Cucinare per il proprio bambino è un atto di amore…come e più che allattare al seno

 

pasta e ceciOttobre 2013. Da sempre insisto che i prodotti alimentari industriali per l’infanzia non sono migliori e più adeguati per una buona crescita dei nostri figli, rispetto ai prodotti freschi cucinati in casa. Non lo faccio per partito preso ma semplicemente perchè valuto (basandomi sulla loro composizione e confrontandola coi fabbisogni nelle varie fasi della crescita) la loro compatibilità con un corretto bilancio sia calorico tout court sia rispetto al contenuto in nutrienti…… e mi accorgo che non sono affatto ideali.
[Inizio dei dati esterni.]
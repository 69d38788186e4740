mod cli;
mod genes;
mod input;
mod logging;
mod model;
mod pipeline;
mod report;
mod sample;
mod store;

use std::io::Write;
use std::path::Path;

use anyhow::{Context, Result};
use clap::Parser;

use crate::cli::{Cli, Commands, GenesArgs, QueryArgs, QueryCommand, RunArgs, SampleArgs};
use crate::genes::defs::alias_of;
use crate::input::discover_inputs;
use crate::model::config::PipelineConfig;
use crate::pipeline::stage6_output::{StoreMode, write_outputs};
use crate::pipeline::{RunInputs, run_pipeline};
use crate::store::{JsonlStore, RecordStore};

fn main() -> Result<()> {
    let cli = Cli::parse();
    logging::init_logging(cli.quiet);

    match cli.command {
        Commands::Run(args) => handle_run(args),
        Commands::Genes(args) => handle_genes(args),
        Commands::Query(args) => handle_query(args),
        Commands::Sample(args) => handle_sample(args),
    }
}

fn load_config(path: Option<&Path>, batch_size: Option<usize>) -> Result<PipelineConfig> {
    let config = match path {
        Some(path) => PipelineConfig::from_json_file(path)?,
        None => PipelineConfig::default_v1(),
    };
    let config = config.with_batch_size(batch_size);
    config.validate().context("invalid configuration")?;
    Ok(config)
}

fn handle_run(args: RunArgs) -> Result<()> {
    let config = load_config(args.config.as_deref(), args.batch_size)?;
    let files = discover_inputs(&args.input).context("failed to resolve --input")?;
    tracing::info!(
        files = files.len(),
        targets = config.target_genes.len(),
        pathways = config.pathways.len(),
        batch_size = config.batch_size,
        "run started"
    );

    let output = run_pipeline(&RunInputs {
        files: &files,
        cohort: args.cohort.as_deref(),
        clinical: args.clinical.as_deref(),
        config: &config,
    });

    let mode = if args.append {
        StoreMode::Append
    } else {
        StoreMode::Replace
    };
    let paths = write_outputs(&output, &config, &args.out, mode)
        .with_context(|| format!("failed to write outputs to {}", args.out.display()))?;
    tracing::info!(
        store = %paths.records.display(),
        stored = paths.stored,
        scores = %paths.pathway_scores.display(),
        report = %paths.report.display(),
        "run complete"
    );

    if output.files_processed() == 0 {
        anyhow::bail!(
            "no input file produced patient records; see {}",
            paths.summary.display()
        );
    }
    Ok(())
}

fn handle_genes(args: GenesArgs) -> Result<()> {
    let config = load_config(args.config.as_deref(), None)?;
    let mut out = std::io::stdout().lock();
    writeln!(out, "target genes ({}):", config.target_genes.len())?;
    for symbol in config.target_genes.symbols() {
        match alias_of(symbol) {
            Some(alias) => writeln!(out, "{}\t(alias {})", symbol, alias)?,
            None => writeln!(out, "{}", symbol)?,
        }
    }
    writeln!(out, "pathway groups ({}):", config.pathways.len())?;
    for group in &config.pathways {
        writeln!(
            out,
            "{}\t{}\t{}",
            group.name,
            group.weight,
            group.genes.join(",")
        )?;
    }
    Ok(())
}

fn handle_query(args: QueryArgs) -> Result<()> {
    let store = JsonlStore::new(&args.store);
    if !store.path().exists() {
        anyhow::bail!("record store {} does not exist", args.store.display());
    }
    let mut out = std::io::stdout().lock();
    match args.command {
        QueryCommand::Cohorts => {
            for cohort in store.distinct_cohorts()? {
                writeln!(out, "{}", cohort)?;
            }
        }
        QueryCommand::Count => {
            writeln!(out, "{}", store.count()?)?;
        }
        QueryCommand::Cohort { name, limit } => {
            for record in store.query_by_cohort(&name, limit)? {
                writeln!(out, "{}", serde_json::to_string(&record)?)?;
            }
        }
    }
    Ok(())
}

fn handle_sample(args: SampleArgs) -> Result<()> {
    let config = load_config(args.config.as_deref(), None)?;
    let path = sample::write_sample_dataset(&args.out, &config.target_genes, args.seed)
        .with_context(|| format!("failed to write sample dataset to {}", args.out.display()))?;
    println!("{}", path.display());
    Ok(())
}

#[cfg(test)]
#[path = "../tests/src_inline/main_inline.rs"]
mod tests;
Da più parti si ripete che sono studiati specificamente, che sono più controllati, che provengono da allevamenti e colture straordinari, ecc.: in realtà non soddisfano assolutamente i fabbisogni, non abituano i bambini alla “tessitura” degli alimenti reali, non possiedono caratteristiche adeguate al passaggio cruciale tra alimentazione lattea ed alimentazione solida e soprattutto sono troppo ricchi in carboidrati semplici (che ho denunciato come fattori di “dipendenza” in un altro articolo di questo blog).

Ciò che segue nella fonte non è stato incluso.